▸ What you need to do:
Report only how many lines of the records contain the word "notify".

** Data records follows **

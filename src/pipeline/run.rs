//! Run execution: selection, item loop, depot loop

use super::Pipeline;
use crate::error::{Error, Result};
use crate::types::{
    CooldownKind, DepotId, DepotOutcome, DepotReport, Event, Item, ItemId, ItemReport,
    ItemStatus, ManifestId, RunRequest, RunSummary,
};
use crate::utils::sleep_or_cancel;
use crate::writer::DualWriter;
use chrono::Utc;
use std::collections::HashSet;
use std::time::Duration;
use tokio_util::sync::CancellationToken;
use tracing::{error, info, warn};

/// Keys of this length or shorter are rejected before any request is made
const MIN_API_KEY_LEN: usize = 10;

/// Per-run values threaded through the item and depot loops
struct RunContext<'a> {
    api_key: &'a str,
    writer: &'a DualWriter,
    cancel: &'a CancellationToken,
}

impl Pipeline {
    /// Process the items named in `request`, in request order
    ///
    /// Items are handled one at a time with the inter-item cooldown between them.
    /// Per-item and per-depot failures are recorded in the returned summary and do
    /// not stop the run. If `cancel` fires, the run stops at the next request or
    /// sleep and the partial summary is returned with `cancelled` set.
    ///
    /// # Errors
    /// Only setup failures are returned as errors:
    /// - [`Error::Config`] for a missing or too short API key, or identical roots
    /// - [`Error::NoItems`] for an empty selection or an empty descriptor directory
    /// - [`Error::NotFound`] for a missing descriptor directory or an unknown item id
    pub async fn run(&self, request: RunRequest, cancel: CancellationToken) -> Result<RunSummary> {
        if request.api_key.trim().len() <= MIN_API_KEY_LEN {
            return Err(Error::config(
                format!("API key must be longer than {MIN_API_KEY_LEN} characters"),
                "api_key",
            ));
        }
        if request.item_ids.is_empty() {
            return Err(Error::NoItems("no items selected".into()));
        }

        let writer = match &request.roots {
            Some([primary, secondary]) => DualWriter::new(primary, secondary),
            None => DualWriter::new(
                &self.config.output.primary_root,
                &self.config.output.secondary_root,
            ),
        };
        if writer.primary() == writer.secondary() {
            return Err(Error::config("output roots must differ", "roots"));
        }

        let discovered = self.discover().await?;
        let selected = select_items(discovered, &request.item_ids)?;

        let ctx = RunContext {
            api_key: request.api_key.trim(),
            writer: &writer,
            cancel: &cancel,
        };

        let started_at = Utc::now();
        let total = selected.len();
        let mut items = Vec::with_capacity(total);
        let mut cancelled = false;
        info!(
            items = total,
            primary = %writer.primary().display(),
            secondary = %writer.secondary().display(),
            "starting run"
        );

        for (index, item) in selected.iter().enumerate() {
            if index > 0 {
                let delay = self.config.cooldown.inter_item;
                info!(
                    next = %item.id,
                    seconds = delay.as_secs(),
                    "waiting before next item"
                );
                if self.cooldown(CooldownKind::BetweenItems, delay, &cancel).await.is_err() {
                    cancelled = true;
                    break;
                }
            }

            let name = tokio::select! {
                biased;
                _ = cancel.cancelled() => None,
                name = self.names.lookup(item.id) => Some(name),
            };
            let report = match name {
                Some(name) => self.process_item(item, name, index, total, &ctx).await,
                None => {
                    let mut report = ItemReport::new(item.id, item.display_name());
                    report.status = ItemStatus::Cancelled;
                    report
                }
            };

            let stopped = report.status == ItemStatus::Cancelled;
            items.push(report);
            if stopped {
                cancelled = true;
                break;
            }
        }

        let summary = RunSummary {
            items,
            started_at,
            finished_at: Utc::now(),
            cancelled,
        };
        info!(
            attempted = summary.attempted(),
            succeeded = summary.succeeded(),
            skipped = summary.skipped(),
            failed = summary.failed(),
            cancelled,
            "run finished"
        );
        self.emit(Event::RunFinished {
            succeeded: summary.succeeded(),
            failed: summary.failed(),
            cancelled,
        });
        Ok(summary)
    }

    /// Resolve and fetch every depot of one item
    ///
    /// Never fails: the outcome is carried in the report status.
    async fn process_item(
        &self,
        item: &Item,
        name: String,
        index: usize,
        total: usize,
        ctx: &RunContext<'_>,
    ) -> ItemReport {
        let mut report = ItemReport::new(item.id, name.clone());
        info!(
            item = %item.id,
            name = %name,
            position = index + 1,
            total,
            depots = item.depots.len(),
            "processing item"
        );
        self.emit(Event::ItemStarted {
            item: item.id,
            name,
            index,
            total,
        });

        if item.depots.is_empty() {
            warn!(item = %item.id, "no depots to fetch");
            report.status = ItemStatus::NoDepots;
            self.finish_item(&report);
            return report;
        }

        let resolved = tokio::select! {
            biased;
            _ = ctx.cancel.cancelled() => Err(Error::Cancelled),
            resolution = self.resolver.resolve(item.id, &item.depots) => resolution,
        };
        let resolution = match resolved {
            Ok(resolution) => resolution,
            Err(Error::Cancelled) => {
                report.status = ItemStatus::Cancelled;
                self.finish_item(&report);
                return report;
            }
            Err(e) => {
                error!(item = %item.id, error = %e, "skipping item");
                report.status = ItemStatus::ResolutionFailed {
                    error: e.to_string(),
                };
                self.finish_item(&report);
                return report;
            }
        };

        let count = resolution.manifests.len();
        for (position, (depot, manifest)) in resolution.manifests.iter().enumerate() {
            match self
                .process_depot(item.id, *depot, manifest.as_ref(), ctx)
                .await
            {
                Ok(depot_report) => report.depots.push(depot_report),
                Err(_) => {
                    report.status = ItemStatus::Cancelled;
                    break;
                }
            }
            info!(
                item = %item.id,
                attempted = report.attempted(),
                succeeded = report.succeeded(),
                skipped = report.skipped(),
                failed = report.failed(),
                "depot progress"
            );

            if position + 1 < count
                && self
                    .cooldown(
                        CooldownKind::BetweenDepots,
                        self.config.cooldown.inter_depot,
                        ctx.cancel,
                    )
                    .await
                    .is_err()
            {
                report.status = ItemStatus::Cancelled;
                break;
            }
        }

        self.finish_item(&report);
        report
    }

    /// Fetch and store one depot's manifest
    ///
    /// Only cancellation is returned as an error; every other failure becomes a
    /// [`DepotOutcome`].
    async fn process_depot(
        &self,
        item: ItemId,
        depot: DepotId,
        manifest: Option<&ManifestId>,
        ctx: &RunContext<'_>,
    ) -> Result<DepotReport> {
        let Some(manifest) = manifest else {
            info!(item = %item, depot = %depot, "no public manifest, skipping depot");
            self.emit(Event::ManifestMissing { item, depot });
            return Ok(DepotReport {
                depot,
                manifest: None,
                outcome: DepotOutcome::NoVersion,
            });
        };

        let fetched = self
            .fetcher
            .fetch(depot, manifest, ctx.api_key, ctx.cancel, &self.event_tx)
            .await;

        let outcome = match fetched {
            Ok(bytes) => match ctx.writer.write(depot, manifest, &bytes).await {
                Ok(paths) => {
                    info!(item = %item, depot = %depot, manifest = %manifest, "manifest stored");
                    self.emit(Event::DepotStored {
                        item,
                        depot,
                        manifest: manifest.clone(),
                    });
                    DepotOutcome::Stored {
                        paths: paths.to_vec(),
                    }
                }
                Err(e) => {
                    error!(item = %item, depot = %depot, error = %e, "failed to store manifest");
                    DepotOutcome::PersistFailed {
                        error: e.to_string(),
                    }
                }
            },
            Err(Error::Cancelled) => return Err(Error::Cancelled),
            Err(Error::RetrievalExhausted {
                attempts,
                last_error,
                ..
            }) => {
                error!(item = %item, depot = %depot, attempts, error = %last_error, "giving up on depot");
                DepotOutcome::Exhausted {
                    attempts,
                    last_error,
                }
            }
            Err(e) => {
                error!(item = %item, depot = %depot, error = %e, "giving up on depot");
                DepotOutcome::Exhausted {
                    attempts: 0,
                    last_error: e.to_string(),
                }
            }
        };

        match &outcome {
            DepotOutcome::Exhausted { last_error: error, .. }
            | DepotOutcome::PersistFailed { error } => self.emit(Event::DepotFailed {
                item,
                depot,
                error: error.clone(),
            }),
            DepotOutcome::Stored { .. } | DepotOutcome::NoVersion => {}
        }

        Ok(DepotReport {
            depot,
            manifest: Some(manifest.clone()),
            outcome,
        })
    }

    fn finish_item(&self, report: &ItemReport) {
        info!(
            item = %report.item,
            status = ?report.status,
            attempted = report.attempted(),
            succeeded = report.succeeded(),
            skipped = report.skipped(),
            failed = report.failed(),
            "item finished"
        );
        self.emit(Event::ItemFinished {
            item: report.item,
            status: report.status.clone(),
            attempted: report.attempted(),
            succeeded: report.succeeded(),
            skipped: report.skipped(),
            failed: report.failed(),
        });
    }

    async fn cooldown(
        &self,
        kind: CooldownKind,
        delay: Duration,
        cancel: &CancellationToken,
    ) -> Result<()> {
        self.emit(Event::CooldownStarted {
            kind,
            delay_ms: delay.as_millis() as u64,
        });
        sleep_or_cancel(cancel, delay).await
    }
}

/// Pick the requested items out of the discovered ones, in request order
///
/// Repeated ids are processed once.
fn select_items(discovered: Vec<Item>, requested: &[ItemId]) -> Result<Vec<Item>> {
    let mut seen = HashSet::new();
    let mut selected = Vec::with_capacity(requested.len());
    for id in requested.iter().filter(|id| seen.insert(**id)) {
        let item = discovered
            .iter()
            .find(|item| item.id == *id)
            .ok_or_else(|| Error::NotFound(format!("no descriptor for item {id}")))?;
        selected.push(item.clone());
    }
    Ok(selected)
}
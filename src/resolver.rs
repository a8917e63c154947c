//! Manifest id resolution against the info service
//!
//! One request per item returns the depot table for all of the item's depots; the
//! public manifest id of a depot lives at `data[item].depots[depot].manifests.public.gid`.
//! A depot without that path simply has no public version.

use crate::config::ServiceConfig;
use crate::error::{Error, Result};
use crate::types::{DepotId, ItemId, ManifestId};
use crate::utils::truncate_body;
use serde::Deserialize;
use serde_json::Value;
use tracing::{debug, warn};

#[derive(Deserialize)]
struct InfoEnvelope {
    #[serde(default)]
    status: Option<String>,
    #[serde(default)]
    data: Value,
}

/// Manifest ids resolved for one item
#[derive(Clone, Debug, PartialEq, Eq)]
pub struct Resolution {
    /// Item the lookup was made for
    pub item: ItemId,
    /// Requested depots in request order, each with its public manifest if one exists
    pub manifests: Vec<(DepotId, Option<ManifestId>)>,
}

impl Resolution {
    /// Public manifest of `depot`, if it was requested and has one
    pub fn manifest_for(&self, depot: DepotId) -> Option<&ManifestId> {
        self.manifests
            .iter()
            .find(|(d, _)| *d == depot)
            .and_then(|(_, m)| m.as_ref())
    }

    /// Depots that have no public manifest
    pub fn missing(&self) -> impl Iterator<Item = DepotId> + '_ {
        self.manifests
            .iter()
            .filter(|(_, m)| m.is_none())
            .map(|(d, _)| *d)
    }
}

/// Map requested depots to manifest ids using the `data` object of an info response
///
/// # Errors
/// Returns [`Error::Resolution`] if `data[item].depots` is not an object. Inside the
/// table, a depot with no public gid simply resolves to `None`.
pub fn manifests_from_info(item: ItemId, data: &Value, depots: &[DepotId]) -> Result<Resolution> {
    let table = data
        .get(item.to_string())
        .and_then(|app| app.get("depots"))
        .filter(|table| table.is_object())
        .ok_or_else(|| Error::Resolution {
            item,
            reason: "no depot table for item".into(),
        })?;

    let manifests = depots
        .iter()
        .map(|depot| {
            let gid = table
                .get(depot.to_string())
                .and_then(|d| d.get("manifests"))
                .and_then(|m| m.get("public"))
                .and_then(|p| p.get("gid"))
                .and_then(Value::as_str)
                .map(ManifestId::from)
                .filter(|gid| {
                    let plain = gid.is_plain();
                    if !plain && !gid.as_str().is_empty() {
                        warn!(
                            item = %item,
                            depot = %depot,
                            gid = %gid,
                            "ignoring malformed manifest id"
                        );
                    }
                    plain
                });
            (*depot, gid)
        })
        .collect();

    Ok(Resolution { item, manifests })
}

/// Client for the info service
#[derive(Clone, Debug)]
pub struct VersionResolver {
    client: reqwest::Client,
    base_url: String,
}

impl VersionResolver {
    /// Create a resolver for the configured info endpoint
    ///
    /// # Errors
    /// Returns error if the HTTP client cannot be created
    pub fn new(services: &ServiceConfig) -> Result<Self> {
        let client = reqwest::Client::builder()
            .timeout(services.info_timeout)
            .user_agent(services.user_agent.as_str())
            .build()?;
        Ok(Self {
            client,
            base_url: services.info_base_url.trim_end_matches('/').to_string(),
        })
    }

    /// Look up the public manifests of `depots` with a single info request
    ///
    /// # Errors
    /// Returns [`Error::Resolution`] if the request fails, the service answers with a
    /// non-success HTTP status, the body is not JSON, or its `status` field is not
    /// `"success"`. Depots missing from a successful response are not errors.
    pub async fn resolve(&self, item: ItemId, depots: &[DepotId]) -> Result<Resolution> {
        let url = format!("{}/{}", self.base_url, item);
        debug!(item = %item, url = %url, "requesting item info");

        let fail = |reason: String| Error::Resolution { item, reason };

        let response = self
            .client
            .get(&url)
            .send()
            .await
            .map_err(|e| fail(format!("request failed: {e}")))?;

        let status = response.status();
        if !status.is_success() {
            let body = response.text().await.unwrap_or_default();
            return Err(fail(format!(
                "info service returned HTTP {}: {}",
                status.as_u16(),
                truncate_body(&body, 200)
            )));
        }

        let envelope: InfoEnvelope = response
            .json()
            .await
            .map_err(|e| fail(format!("invalid info response: {e}")))?;

        match envelope.status.as_deref() {
            Some("success") => {}
            other => {
                return Err(fail(format!(
                    "info service reported status {}",
                    other.unwrap_or("<missing>")
                )));
            }
        }

        let resolution = manifests_from_info(item, &envelope.data, depots)?;
        for depot in resolution.missing() {
            warn!(item = %item, depot = %depot, "no public manifest for depot");
        }
        Ok(resolution)
    }
}
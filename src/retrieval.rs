//! Manifest downloads from the key-authenticated manifest service
//!
//! Each attempt is a single `GET {base}?apikey=..&depotid=..&manifestid=..`. Attempts
//! are driven by [`retry_with_budget`]: a 429 waits and retries for free, anything
//! else (transport error, timeout, other non-2xx status, unreadable body) spends one
//! unit of the budget.

use crate::config::{RetryConfig, ServiceConfig};
use crate::error::{Error, Result};
use crate::retry::{IsRateLimited, RetryError, RetryNotice, retry_with_budget};
use crate::types::{DepotId, Event, ManifestId};
use crate::utils::truncate_body;
use reqwest::{StatusCode, Url};
use tokio::sync::broadcast;
use tokio_util::sync::CancellationToken;
use tracing::{debug, info};

/// A single failed attempt
#[derive(Debug, thiserror::Error)]
pub(crate) enum AttemptFailure {
    /// HTTP 429
    #[error("HTTP 429 Too Many Requests")]
    RateLimited,
    /// Any other non-success status
    #[error("HTTP {status}{}", body_suffix(body))]
    Status {
        /// Response status
        status: StatusCode,
        /// Start of the response body
        body: String,
    },
    /// Connect, timeout or body read failure
    #[error("{} {0}", if .0.is_timeout() { "request timed out:" } else { "request failed:" })]
    Transport(reqwest::Error),
}

fn body_suffix(body: &str) -> String {
    if body.is_empty() {
        String::new()
    } else {
        format!(": {body}")
    }
}

impl IsRateLimited for AttemptFailure {
    fn is_rate_limited(&self) -> bool {
        matches!(self, AttemptFailure::RateLimited)
    }
}

/// Client for the manifest service
#[derive(Clone, Debug)]
pub struct ManifestFetcher {
    client: reqwest::Client,
    base_url: String,
    retry: RetryConfig,
}

impl ManifestFetcher {
    /// Create a fetcher with the configured endpoint, timeout and retry budget
    ///
    /// # Errors
    /// Returns error if the HTTP client cannot be created
    pub fn new(services: &ServiceConfig, retry: RetryConfig) -> Result<Self> {
        let client = reqwest::Client::builder()
            .timeout(services.request_timeout)
            .user_agent(services.user_agent.as_str())
            .build()?;
        Ok(Self {
            client,
            base_url: services.manifest_base_url.clone(),
            retry,
        })
    }

    /// Download the manifest for one (depot, manifest) pair
    ///
    /// Backoffs are reported on `events` as [`Event::RateLimited`] and
    /// [`Event::RetryScheduled`].
    ///
    /// # Errors
    /// - [`Error::RetrievalExhausted`] once the retry budget is spent
    /// - [`Error::Cancelled`] if `cancel` fires during a request or backoff
    pub async fn fetch(
        &self,
        depot: DepotId,
        manifest: &ManifestId,
        api_key: &str,
        cancel: &CancellationToken,
        events: &broadcast::Sender<Event>,
    ) -> Result<Vec<u8>> {
        let url = self.manifest_url(depot, manifest, api_key)?;
        debug!(depot = %depot, manifest = %manifest, "fetching manifest");

        let notify = |notice: RetryNotice| {
            let event = match notice {
                RetryNotice::RateLimited { delay } => Event::RateLimited {
                    depot,
                    delay_ms: delay.as_millis() as u64,
                },
                RetryNotice::Retrying {
                    attempt,
                    remaining,
                    delay,
                    error,
                } => Event::RetryScheduled {
                    depot,
                    attempt,
                    remaining,
                    delay_ms: delay.as_millis() as u64,
                    error,
                },
            };
            events.send(event).ok();
        };

        let result = retry_with_budget(&self.retry, cancel, notify, || self.attempt(&url)).await;

        match result {
            Ok(bytes) => {
                info!(depot = %depot, manifest = %manifest, bytes = bytes.len(), "manifest downloaded");
                Ok(bytes)
            }
            Err(RetryError::Cancelled) => Err(Error::Cancelled),
            Err(RetryError::Exhausted { attempts, last }) => Err(Error::RetrievalExhausted {
                depot,
                manifest: manifest.clone(),
                attempts,
                last_error: last.to_string(),
            }),
        }
    }

    /// Request URL for one (depot, manifest) pair
    ///
    /// The URL carries the API key; never log it.
    ///
    /// # Errors
    /// Returns [`Error::Config`] if the configured base URL does not parse
    pub fn manifest_url(
        &self,
        depot: DepotId,
        manifest: &ManifestId,
        api_key: &str,
    ) -> Result<Url> {
        let mut url = Url::parse(&self.base_url).map_err(|e| {
            Error::config(
                format!("invalid manifest service URL {}: {e}", self.base_url),
                "services.manifest_base_url",
            )
        })?;
        url.query_pairs_mut()
            .append_pair("apikey", api_key)
            .append_pair("depotid", &depot.to_string())
            .append_pair("manifestid", manifest.as_str());
        Ok(url)
    }

    async fn attempt(&self, url: &Url) -> std::result::Result<Vec<u8>, AttemptFailure> {
        let response = self
            .client
            .get(url.clone())
            .send()
            .await
            .map_err(AttemptFailure::Transport)?;

        let status = response.status();
        if status == StatusCode::TOO_MANY_REQUESTS {
            return Err(AttemptFailure::RateLimited);
        }
        if !status.is_success() {
            let body = response.text().await.unwrap_or_default();
            return Err(AttemptFailure::Status {
                status,
                body: truncate_body(&body, 200),
            });
        }

        let bytes = response.bytes().await.map_err(AttemptFailure::Transport)?;
        Ok(bytes.to_vec())
    }
}
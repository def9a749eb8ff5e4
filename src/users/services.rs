use std::sync::Arc;

use time::OffsetDateTime;
use tracing::{info, instrument, warn};

use super::errors::{UserError, UserResult};
use super::repo::UserGateway;
use super::repo_types::{User, DEFAULT_MEMBER_LEVEL};

/// Fields accepted when enrolling a member.
#[derive(Debug, Clone, Default, PartialEq, Eq)]
pub struct CreateUserInput {
    pub first_name: String,
    pub last_name: String,
    pub email: String,
    pub phone: String,
    pub address: String,
    pub avatar: String,
    pub member_level: String,
    pub point_balance: i64,
}

/// Complete replacement for a member's mutable fields. Omitted values
/// overwrite the stored ones with empty strings / zero.
#[derive(Debug, Clone, Default, PartialEq, Eq)]
pub struct UpdateUserInput {
    pub first_name: String,
    pub last_name: String,
    pub email: String,
    pub phone: String,
    pub address: String,
    pub avatar: String,
    pub member_level: String,
    pub point_balance: i64,
}

/// Business rules for the user lifecycle.
///
/// The duplicate-email check on create is a read before the insert, so two
/// concurrent requests can both pass it; the unique constraint in storage is
/// what finally rejects the loser (as [`UserError::Storage`]).
#[derive(Clone)]
pub struct UserService {
    gateway: Arc<dyn UserGateway>,
}

impl UserService {
    pub fn new(gateway: Arc<dyn UserGateway>) -> Self {
        Self { gateway }
    }

    pub async fn get_all_users(&self) -> UserResult<Vec<User>> {
        self.gateway.find_all().await
    }

    pub async fn get_user_by_id(&self, id: i64) -> UserResult<User> {
        ensure_valid_id(id)?;
        self.gateway
            .find_by_id(id)
            .await?
            .ok_or(UserError::UserNotFound)
    }

    #[instrument(skip(self, input), fields(email = %input.email))]
    pub async fn create_user(&self, mut input: CreateUserInput) -> UserResult<User> {
        if input.member_level.is_empty() {
            input.member_level = DEFAULT_MEMBER_LEVEL.to_string();
        }

        let now = OffsetDateTime::now_utc();
        let user = User {
            id: 0,
            first_name: input.first_name,
            last_name: input.last_name,
            email: input.email,
            phone: input.phone,
            address: input.address,
            avatar: input.avatar,
            member_level: input.member_level,
            point_balance: input.point_balance,
            created_at: now,
            updated_at: now,
        };

        if let Err(e) = user.validate() {
            warn!(error = %e, "create rejected");
            return Err(e);
        }

        if self.gateway.find_by_email(&user.email).await?.is_some() {
            warn!("email already registered");
            return Err(UserError::DuplicateEmail);
        }

        let created = self.gateway.create(user).await?;
        info!(
            user_id = created.id,
            full_name = %created.full_name(),
            member_level = %created.member_level,
            "user created"
        );
        Ok(created)
    }

    #[instrument(skip(self, input))]
    pub async fn update_user(&self, id: i64, input: UpdateUserInput) -> UserResult<User> {
        ensure_valid_id(id)?;

        let mut user = self
            .gateway
            .find_by_id(id)
            .await?
            .ok_or(UserError::UserNotFound)?;

        user.first_name = input.first_name;
        user.last_name = input.last_name;
        user.email = input.email;
        user.phone = input.phone;
        user.address = input.address;
        user.avatar = input.avatar;
        user.member_level = input.member_level;
        user.point_balance = input.point_balance;
        user.updated_at = OffsetDateTime::now_utc();

        if let Err(e) = user.validate() {
            warn!(error = %e, "update rejected");
            return Err(e);
        }

        // Row removed since the lookup: report what was sent.
        let stored = self.gateway.update(&user).await?.unwrap_or(user);
        info!(
            user_id = stored.id,
            active = stored.is_active(),
            point_balance = stored.point_balance,
            "user updated"
        );
        Ok(stored)
    }

    #[instrument(skip(self))]
    pub async fn delete_user(&self, id: i64) -> UserResult<()> {
        ensure_valid_id(id)?;

        if self.gateway.find_by_id(id).await?.is_none() {
            return Err(UserError::UserNotFound);
        }

        self.gateway.delete(id).await?;
        info!(user_id = id, "user deleted");
        Ok(())
    }
}

fn ensure_valid_id(id: i64) -> UserResult<()> {
    if id <= 0 {
        return Err(UserError::InvalidUserId);
    }
    Ok(())
}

** End of Data records **

▸ Result below:
2